A descrição de papel funciona como um grande processo de alinhamento de expectativas entre o time. Uma das formas de utilizá-la é iniciar descrevendo a realidade atual, ou seja, o time como é hoje, em relação aos três blocos acima. A partir disso, conversas podem ser promovidas para refinar cada um dos papéis, clareando ainda mais as expectativas que um tem sobre o outro. Ao final, o gestor pode não só validar o que foi proposto, como incorporar novas responsabilidades ou novas autoridades, de forma a descentralizar algumas das decisões que toma.

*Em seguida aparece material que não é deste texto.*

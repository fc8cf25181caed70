use super::{RequestRecord, RequestStatus, StepStatus};
use std::fmt::Write;

/// Renders the operator status page. Pure function of the record history;
/// the markup keeps the `tr.request` / `#events-stack-<id>` structure the
/// page script navigates by.
pub fn status_page(records: &[RequestRecord]) -> String {
    let current = records
        .last()
        .filter(|record| record.status == RequestStatus::InProgress);
    let headline = match current {
        Some(record) => format!("provisioning request {}", escape(&record.id)),
        None => "waiting for requests".to_string(),
    };

    let mut page = String::new();
    page.push_str(HEADER);
    let _ = write!(page, "<h1 class=\"status\">{headline}</h1>\n");

    page.push_str("<table class=\"requests\">\n");
    page.push_str("<tr><th>request</th><th>started</th><th>status</th><th>reason</th></tr>\n");
    for record in records.iter().rev() {
        let _ = write!(
            page,
            "<tr class=\"request req-{}\" id=\"request-{}\" data-stack=\"{}\"><td>{}</td><td>{}</td><td>{}</td><td>{}</td></tr>\n",
            record.status.as_str(),
            escape(&record.id),
            escape(&record.id),
            escape(&record.id),
            escape(&record.started_at),
            record.status.as_str(),
            escape(record.reason.as_deref().unwrap_or("")),
        );
    }
    page.push_str("</table>\n");

    for record in records.iter().rev() {
        let _ = write!(
            page,
            "<div class=\"events\" id=\"events-stack-{}\">\n<table>\n",
            escape(&record.id)
        );
        for step in &record.steps {
            let _ = write!(
                page,
                "<tr class=\"event-header event-{}\"><td>{}</td><td>{}</td><td>{}</td></tr>\n",
                step.status.as_str(),
                escape(&step.time),
                escape(&step.title),
                step.status.as_str(),
            );
            if let Some(result) = &step.result {
                let _ = write!(
                    page,
                    "<tr class=\"collapse out\"><td colspan=\"3\"><pre>{}</pre></td></tr>\n",
                    escape(&result.to_string()),
                );
            }
        }
        page.push_str("</table>\n</div>\n");
    }

    page.push_str(FOOTER);
    page
}

/// Rendered over the status page when a fatal fault escapes the main loop,
/// so the operator surface never goes stale silently.
pub fn crash_page(fault: &str) -> String {
    let mut page = String::new();
    page.push_str(HEADER);
    page.push_str("<h1 class=\"status crash\">worker stopped</h1>\n");
    let _ = write!(page, "<pre class=\"fault\">{}</pre>\n", escape(fault));
    page.push_str(FOOTER);
    page
}

const HEADER: &str = "<!DOCTYPE html>\n<html>\n<head>\n<meta charset=\"utf-8\">\n<meta http-equiv=\"refresh\" content=\"5\">\n<title>provisiond</title>\n</head>\n<body>\n";
const FOOTER: &str = "</body>\n</html>\n";

fn escape(raw: &str) -> String {
    let mut escaped = String::with_capacity(raw.len());
    for ch in raw.chars() {
        match ch {
            '&' => escaped.push_str("&amp;"),
            '<' => escaped.push_str("&lt;"),
            '>' => escaped.push_str("&gt;"),
            '"' => escaped.push_str("&quot;"),
            _ => escaped.push(ch),
        }
    }
    escaped
}
use crate::request::{classify_property, PropertyValue};
use serde_json::{Map, Value};
use std::collections::BTreeMap;

pub const IGNORE_FAILURE_KEY: &str = "IgnorePlaybookFailure";
pub const PLAYBOOK_URL_KEY: &str = "PlaybookURL";
pub const FN_CONVERT_TO_EC2_DNS: &str = "VMSeriesHelper::ConvertToEC2DNS";

/// The variable the runner reads the credential path from.
pub const KEY_FILENAME_VAR: &str = "key_filename";

#[derive(Debug, thiserror::Error)]
pub enum ResolveError {
    #[error("No URL specified")]
    MissingPlaybookUrl,
    #[error("unknown property function `{name}`")]
    UnknownFunction { name: String },
    #[error("{name} requires {expected} args")]
    WrongArgCount { name: String, expected: usize },
    #[error("{name} argument {index} must be a string")]
    InvalidArgType { name: String, index: usize },
    #[error("{name} requires an IPv4 address, got `{value}`")]
    InvalidIpArg { name: String, value: String },
}

type PropertyFunction = fn(&str, &[Value]) -> Result<Value, ResolveError>;

/// Named conversion functions recognized in property values. Adding a new
/// conversion is one `register` call; call sites stay untouched.
pub struct FunctionRegistry {
    functions: BTreeMap<&'static str, PropertyFunction>,
}

impl FunctionRegistry {
    pub fn builtin() -> Self {
        let mut registry = Self {
            functions: BTreeMap::new(),
        };
        registry.register(FN_CONVERT_TO_EC2_DNS, convert_to_ec2_dns);
        registry
    }

    pub fn register(&mut self, name: &'static str, function: PropertyFunction) {
        self.functions.insert(name, function);
    }

    pub fn evaluate(&self, name: &str, args: &Value) -> Result<Value, ResolveError> {
        let Some(function) = self.functions.get(name) else {
            return Err(ResolveError::UnknownFunction {
                name: name.to_string(),
            });
        };
        let args = match args {
            Value::Array(items) => items.as_slice(),
            // a non-array argument list can never satisfy an arity check
            _ => &[],
        };
        function(name, args)
    }
}

fn convert_to_ec2_dns(name: &str, args: &[Value]) -> Result<Value, ResolveError> {
    if args.len() != 2 {
        return Err(ResolveError::WrongArgCount {
            name: name.to_string(),
            expected: 2,
        });
    }
    let ip = string_arg(name, args, 0)?;
    let region = string_arg(name, args, 1)?;

    let octets: Vec<&str> = ip.split('.').collect();
    if octets.len() != 4 || octets.iter().any(|octet| octet.is_empty()) {
        return Err(ResolveError::InvalidIpArg {
            name: name.to_string(),
            value: ip.to_string(),
        });
    }

    Ok(Value::String(format!(
        "ec2-{}-{}-{}-{}.{}.compute.amazonaws.com",
        octets[0], octets[1], octets[2], octets[3], region,
    )))
}

fn string_arg<'a>(name: &str, args: &'a [Value], index: usize) -> Result<&'a str, ResolveError> {
    args[index].as_str().ok_or_else(|| ResolveError::InvalidArgType {
        name: name.to_string(),
        index,
    })
}

/// The execution-variable mapping handed to the runner, plus what the
/// resolution derived along the way.
#[derive(Debug, Clone, PartialEq)]
pub struct ResolvedVariables {
    pub variables: Map<String, Value>,
    /// Function-call results keyed by their original property name; included
    /// as the data payload of a successful completion reply.
    pub derived_outputs: Map<String, Value>,
    pub ignore_failures: bool,
    pub playbook_url: String,
}

pub fn resolve_properties(
    registry: &FunctionRegistry,
    properties: &Map<String, Value>,
) -> Result<ResolvedVariables, ResolveError> {
    let mut remaining = properties.clone();
    let ignore_failures = remaining
        .remove(IGNORE_FAILURE_KEY)
        .map(|value| ignore_flag_set(&value))
        .unwrap_or(false);
    let playbook_url = match remaining.remove(PLAYBOOK_URL_KEY) {
        Some(Value::String(url)) if !url.trim().is_empty() => url,
        _ => return Err(ResolveError::MissingPlaybookUrl),
    };

    let mut variables = Map::new();
    let mut derived_outputs = Map::new();
    for (key, value) in &remaining {
        match classify_property(value) {
            PropertyValue::Literal(literal) => {
                variables.insert(key.clone(), literal.clone());
            }
            PropertyValue::FunctionCall { name, args } => {
                let resolved = registry.evaluate(name, args)?;
                derived_outputs.insert(key.clone(), resolved.clone());
                variables.insert(key.clone(), resolved);
            }
        }
    }

    Ok(ResolvedVariables {
        variables,
        derived_outputs,
        ignore_failures,
        playbook_url,
    })
}

fn ignore_flag_set(value: &Value) -> bool {
    match value {
        Value::String(raw) => raw == "yes",
        Value::Bool(flag) => *flag,
        _ => false,
    }
}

Com expectativas claras, responsabilidades inequívocas e autoridades distribuídas, os times podem gastar menos tempo com alinhamentos e reuniões, e passar mais tempo performando e atendendo às demandas que surgem no dia a dia.

**FUTURO**

É impossível prever todos os impactos da crise atual ou ainda quando virá uma nova. Um bom gestor nunca terá todas as respostas. Mas, tendo uma boa caixa de ferramentas que nos ajude a entender melhor o que está acontecendo, a construir melhores planos de ação e a alocar esforços e recursos, podemos não apenas ajudar nossa organização a lidar melhor com a crise como também aumentar a chance de que saia ainda mais forte dela.